[Stored data]
┄┄┄┄┄┄┄┄┄┄┄┄┄┄┄┄┄┄┄┄

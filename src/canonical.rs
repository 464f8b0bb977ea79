//! Canonical command rendering
//!
//! [`RequestConfig::to_command`] prints a curl command that converts back
//! into an equal configuration. Every value is single-quoted, so expansion
//! leaves it alone. [`RequestConfig::to_redacted_command`] masks credentials
//! and is what logs and `kurl check` show.

use crate::config::{
    DataKind, FormKind, HttpVersionPref, RequestBody, RequestConfig, TlsVersion, UploadSource,
    DEFAULT_MAX_REDIRECTS, DEFAULT_RETRY_DELAY,
};
use crate::redact::{is_sensitive_header, sanitize_url, REDACTED};

/// Quote for a POSIX shell: `'...'` with embedded quotes as `'\''`.
pub fn shell_quote(value: &str) -> String {
    format!("'{}'", value.replace('\'', r"'\''"))
}

impl RequestConfig {
    pub fn to_command(&self) -> String {
        render(self, false)
    }

    pub fn to_redacted_command(&self) -> String {
        render(self, true)
    }
}

struct Command {
    parts: Vec<String>,
}

impl Command {
    fn flag(&mut self, flag: &str) {
        self.parts.push(flag.to_string());
    }

    fn value(&mut self, flag: &str, value: &str) {
        self.parts.push(flag.to_string());
        self.parts.push(shell_quote(value));
    }
}

fn render(config: &RequestConfig, redact: bool) -> String {
    let mut cmd = Command {
        parts: vec!["curl".to_string()],
    };

    if let Some(method) = config.explicit_method() {
        cmd.value("-X", method);
    }
    if config.is_head() {
        cmd.flag("-I");
    }
    if config.is_get_mode() {
        cmd.flag("-G");
    }

    for header in config.headers() {
        let arg = match header.value() {
            Some(value) if redact && !value.is_empty() && is_sensitive_header(header.name()) => {
                format!("{}: {}", header.name(), REDACTED)
            }
            _ => header.to_arg(),
        };
        cmd.value("-H", &arg);
    }

    match config.body() {
        Some(RequestBody::Data(parts)) => {
            for part in parts {
                let flag = match part.kind {
                    DataKind::Ascii => "--data",
                    DataKind::Raw => "--data-raw",
                    DataKind::Binary => "--data-binary",
                    DataKind::UrlEncode => "--data-urlencode",
                    DataKind::Json => "--json",
                };
                cmd.value(flag, &part.value);
            }
        }
        Some(RequestBody::Upload(UploadSource::File(path))) => {
            cmd.value("-T", &path.display().to_string())
        }
        Some(RequestBody::Upload(UploadSource::Stdin)) => cmd.value("-T", "-"),
        Some(RequestBody::Bytes(bytes)) => {
            cmd.value("--data-binary", &String::from_utf8_lossy(bytes))
        }
        Some(RequestBody::Stream(_)) => cmd.value("--data-binary", "@-"),
        None => {}
    }

    for field in config.form() {
        let flag = match field.kind {
            FormKind::Form => "-F",
            FormKind::FormString => "--form-string",
        };
        cmd.value(flag, &field.to_arg());
    }
    for param in config.query() {
        cmd.value("--url-query", param.raw());
    }

    let credentials = config.credentials();
    if let Some(basic) = &credentials.basic {
        let arg = match &basic.password {
            Some(_) if redact => format!("{}:{}", basic.user, REDACTED),
            Some(password) => format!("{}:{}", basic.user, password.expose()),
            None => basic.user.clone(),
        };
        cmd.value("-u", &arg);
    }
    if let Some(token) = &credentials.bearer {
        let token = if redact { REDACTED } else { token.expose() };
        cmd.value("--oauth2-bearer", token);
    }

    let cookies = config.cookies();
    if let Some(inline) = &cookies.inline {
        cmd.value("-b", if redact { REDACTED } else { inline.expose() });
    }
    for file in &cookies.files {
        cmd.value("-b", &file.display().to_string());
    }
    if let Some(jar) = &cookies.jar {
        cmd.value("-c", &jar.display().to_string());
    }

    let tls = config.tls();
    if let Some(cert) = &tls.cert {
        cmd.value("--cert", &cert.display().to_string());
    }
    if let Some(key) = &tls.key {
        cmd.value("--key", &key.display().to_string());
    }
    if let Some(ca) = &tls.ca_cert {
        cmd.value("--cacert", &ca.display().to_string());
    }
    if !tls.pinned.is_empty() {
        let pins: Vec<String> = tls.pinned.iter().map(ToString::to_string).collect();
        cmd.value("--pinnedpubkey", &pins.join(";"));
    }
    if let Some(sni) = &tls.sni {
        cmd.value("--sni", sni);
    }
    if !tls.ciphers.is_empty() {
        cmd.value("--ciphers", &tls.ciphers.join(":"));
    }
    if tls.insecure {
        cmd.flag("-k");
    }
    match tls.min_version {
        Some(TlsVersion::Tls12) => cmd.flag("--tlsv1.2"),
        Some(TlsVersion::Tls13) => cmd.flag("--tlsv1.3"),
        None => {}
    }

    if let Some(proxy) = config.proxy() {
        let proxy = if redact {
            sanitize_url(proxy.as_str())
        } else {
            proxy.to_string()
        };
        cmd.value("-x", &proxy);
    }
    if let Some(bypass) = config.no_proxy() {
        cmd.value("--noproxy", bypass.as_str());
    }

    let timeouts = config.timeouts();
    if let Some(total) = timeouts.total {
        cmd.value("-m", &total.to_string());
    }
    if let Some(connect) = timeouts.connect {
        cmd.value("--connect-timeout", &connect.to_string());
    }

    let retry = config.retry();
    if retry.retries() > 0 {
        cmd.value("--retry", &retry.retries().to_string());
    }
    if retry.base_delay != DEFAULT_RETRY_DELAY {
        cmd.value("--retry-delay", &retry.base_delay.as_secs_f64().to_string());
    }
    if let Some(window) = retry.max_time {
        cmd.value("--retry-max-time", &window.as_secs_f64().to_string());
    }
    if retry.retry_all_errors {
        cmd.flag("--retry-all-errors");
    }

    let redirect = config.redirect();
    if redirect.trusted {
        cmd.flag("--location-trusted");
    } else if redirect.follow {
        cmd.flag("-L");
    }
    if redirect.max_hops != DEFAULT_MAX_REDIRECTS {
        cmd.value("--max-redirs", &redirect.max_hops.to_string());
    }
    if let Some(max) = config.max_response_bytes() {
        cmd.value("--max-filesize", &max.to_string());
    }

    if config.compressed() {
        cmd.flag("--compressed");
    }
    match config.http_version() {
        HttpVersionPref::Auto => {}
        HttpVersionPref::Http1Only => cmd.flag("--http1.1"),
        HttpVersionPref::Http2 => cmd.flag("--http2"),
        HttpVersionPref::Http2PriorKnowledge => cmd.flag("--http2-prior-knowledge"),
    }
    if config.allow_plaintext_auth() {
        cmd.flag("--allow-plaintext-auth");
    }

    let output = config.output();
    if let Some(path) = &output.path {
        cmd.value("-o", &path.display().to_string());
    }
    for (on, flag) in [
        (output.include_headers, "-i"),
        (output.fail_on_error, "-f"),
        (output.silent, "-s"),
        (output.show_error, "-S"),
        (output.verbose, "-v"),
    ] {
        if on {
            cmd.flag(flag);
        }
    }

    let url = if redact {
        sanitize_url(config.url())
    } else {
        config.url().to_string()
    };
    cmd.value("--url", &url);

    cmd.parts.join(" ")
}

┄┄┄┄┄┄┄┄┄┄┄┄┄┄┄┄┄┄┄┄

## PROMPT:
Each entry above must be repeated exactly, with nothing dropped.

## ANSWER AREA:
filename src/canonical.rs
repository 464f8b0bb977ea79
//! Canonical command rendering
//!
//! [`RequestConfig::to_command`] prints a curl command that converts back
//! into an equal configuration. Every value is single-quoted, so expansion
//! leaves it alone. [`RequestConfig::to_redacted_command`] masks credentials
//! and is what logs and `kurl check` show.

use crate::config::{
    DataKind, FormKind, HttpVersionPref, RequestBody, RequestConfig, TlsVersion, UploadSource,
    DEFAULT_MAX_REDIRECTS, DEFAULT_RETRY_DELAY,
};
use crate::redact::{is_sensitive_header, sanitize_url, REDACTED};

/// Quote for a POSIX shell: `'...'` with embedded quotes as `'\''`.
pub fn shell_quote(value: &str) -> String {
    format!("'{}'", value.replace('\'', r"'\''"))
}

impl RequestConfig {
    pub fn to_command(&self) -> String {
        render(self, false)
    }

    pub fn to_redacted_command(&self) -> String {
        render(self, true)
    }
}

struct Command {
    parts: Vec<String>,
}

impl Command {
    fn flag(&mut self, flag: &str) {
        self.parts.push(flag.to_string());
    }

    fn value(&mut self, flag: &str, value: &str) {
        self.parts.push(flag.to_string());
        self.parts.push(shell_quote(value));
    }
}

fn render(config: &RequestConfig, redact: bool) -> String {
    let mut cmd = Command {
        parts: vec!["curl".to_string()],
    };

    if let Some(method) = config.explicit_method() {
        cmd.value("-X", method);
    }
    if config.is_head() {
        cmd.flag("-I");
    }
    if config.is_get_mode() {
        cmd.flag("-G");
    }

    for header in config.headers() {
        let arg = match header.value() {
            Some(value) if redact && !value.is_empty() && is_sensitive_header(header.name()) => {
                format!("{}: {}", header.name(), REDACTED)
            }
            _ => header.to_arg(),
        };
        cmd.value("-H", &arg);
    }

    match config.body() {
        Some(RequestBody::Data(parts)) => {
            for part in parts {
                let flag = match part.kind {
                    DataKind::Ascii => "--data",
                    DataKind::Raw => "--data-raw",
                    DataKind::Binary => "--data-binary",
                    DataKind::UrlEncode => "--data-urlencode",
                    DataKind::Json => "--json",
                };
                cmd.value(flag, &part.value);
            }
        }
        Some(RequestBody::Upload(UploadSource::File(path))) => {
            cmd.value("-T", &path.display().to_string())
        }
        Some(RequestBody::Upload(UploadSource::Stdin)) => cmd.value("-T", "-"),
        Some(RequestBody::Bytes(bytes)) => {
            cmd.value("--data-binary", &String::from_utf8_lossy(bytes))
        }
        Some(RequestBody::Stream(_)) => cmd.value("--data-binary", "@-"),
        None => {}
    }

    for field in config.form() {
        let flag = match field.kind {
            FormKind::Form => "-F",
            FormKind::FormString => "--form-string",
        };
        cmd.value(flag, &field.to_arg());
    }
    for param in config.query() {
        cmd.value("--url-query", param.raw());
    }

    let credentials = config.credentials();
    if let Some(basic) = &credentials.basic {
        let arg = match &basic.password {
            Some(_) if redact => format!("{}:{}", basic.user, REDACTED),
            Some(password) => format!("{}:{}", basic.user, password.expose()),
            None => basic.user.clone(),
        };
        cmd.value("-u", &arg);
    }
    if let Some(token) = &credentials.bearer {
        let token = if redact { REDACTED } else { token.expose() };
        cmd.value("--oauth2-bearer", token);
    }

    let cookies = config.cookies();
    if let Some(inline) = &cookies.inline {
        cmd.value("-b", if redact { REDACTED } else { inline.expose() });
    }
    for file in &cookies.files {
        cmd.value("-b", &file.display().to_string());
    }
    if let Some(jar) = &cookies.jar {
        cmd.value("-c", &jar.display().to_string());
    }

    let tls = config.tls();
    if let Some(cert) = &tls.cert {
        cmd.value("--cert", &cert.display().to_string());
    }
    if let Some(key) = &tls.key {
        cmd.value("--key", &key.display().to_string());
    }
    if let Some(ca) = &tls.ca_cert {
        cmd.value("--cacert", &ca.display().to_string());
    }
    if !tls.pinned.is_empty() {
        let pins: Vec<String> = tls.pinned.iter().map(ToString::to_string).collect();
        cmd.value("--pinnedpubkey", &pins.join(";"));
    }
    if let Some(sni) = &tls.sni {
        cmd.value("--sni", sni);
    }
    if !tls.ciphers.is_empty() {
        cmd.value("--ciphers", &tls.ciphers.join(":"));
    }
    if tls.insecure {
        cmd.flag("-k");
    }
    match tls.min_version {
        Some(TlsVersion::Tls12) => cmd.flag("--tlsv1.2"),
        Some(TlsVersion::Tls13) => cmd.flag("--tlsv1.3"),
        None => {}
    }

    if let Some(proxy) = config.proxy() {
        let proxy = if redact {
            sanitize_url(proxy.as_str())
        } else {
            proxy.to_string()
        };
        cmd.value("-x", &proxy);
    }
    if let Some(bypass) = config.no_proxy() {
        cmd.value("--noproxy", bypass.as_str());
    }

    let timeouts = config.timeouts();
    if let Some(total) = timeouts.total {
        cmd.value("-m", &total.to_string());
    }
    if let Some(connect) = timeouts.connect {
        cmd.value("--connect-timeout", &connect.to_string());
    }

    let retry = config.retry();
    if retry.retries() > 0 {
        cmd.value("--retry", &retry.retries().to_string());
    }
    if retry.base_delay != DEFAULT_RETRY_DELAY {
        cmd.value("--retry-delay", &retry.base_delay.as_secs_f64().to_string());
    }
    if let Some(window) = retry.max_time {
        cmd.value("--retry-max-time", &window.as_secs_f64().to_string());
    }
    if retry.retry_all_errors {
        cmd.flag("--retry-all-errors");
    }

    let redirect = config.redirect();
    if redirect.trusted {
        cmd.flag("--location-trusted");
    } else if redirect.follow {
        cmd.flag("-L");
    }
    if redirect.max_hops != DEFAULT_MAX_REDIRECTS {
        cmd.value("--max-redirs", &redirect.max_hops.to_string());
    }
    if let Some(max) = config.max_response_bytes() {
        cmd.value("--max-filesize", &max.to_string());
    }

    if config.compressed() {
        cmd.flag("--compressed");
    }
    match config.http_version() {
        HttpVersionPref::Auto => {}
        HttpVersionPref::Http1Only => cmd.flag("--http1.1"),
        HttpVersionPref::Http2 => cmd.flag("--http2"),
        HttpVersionPref::Http2PriorKnowledge => cmd.flag("--http2-prior-knowledge"),
    }
    if config.allow_plaintext_auth() {
        cmd.flag("--allow-plaintext-auth");
    }

    let output = config.output();
    if let Some(path) = &output.path {
        cmd.value("-o", &path.display().to_string());
    }
    for (on, flag) in [
        (output.include_headers, "-i"),
        (output.fail_on_error, "-f"),
        (output.silent, "-s"),
        (output.show_error, "-S"),
        (output.verbose, "-v"),
    ] {
        if on {
            cmd.flag(flag);
        }
    }

    let url = if redact {
        sanitize_url(config.url())
    } else {
        config.url().to_string()
    };
    cmd.value("--url", &url);

    cmd.parts.join(" ")
}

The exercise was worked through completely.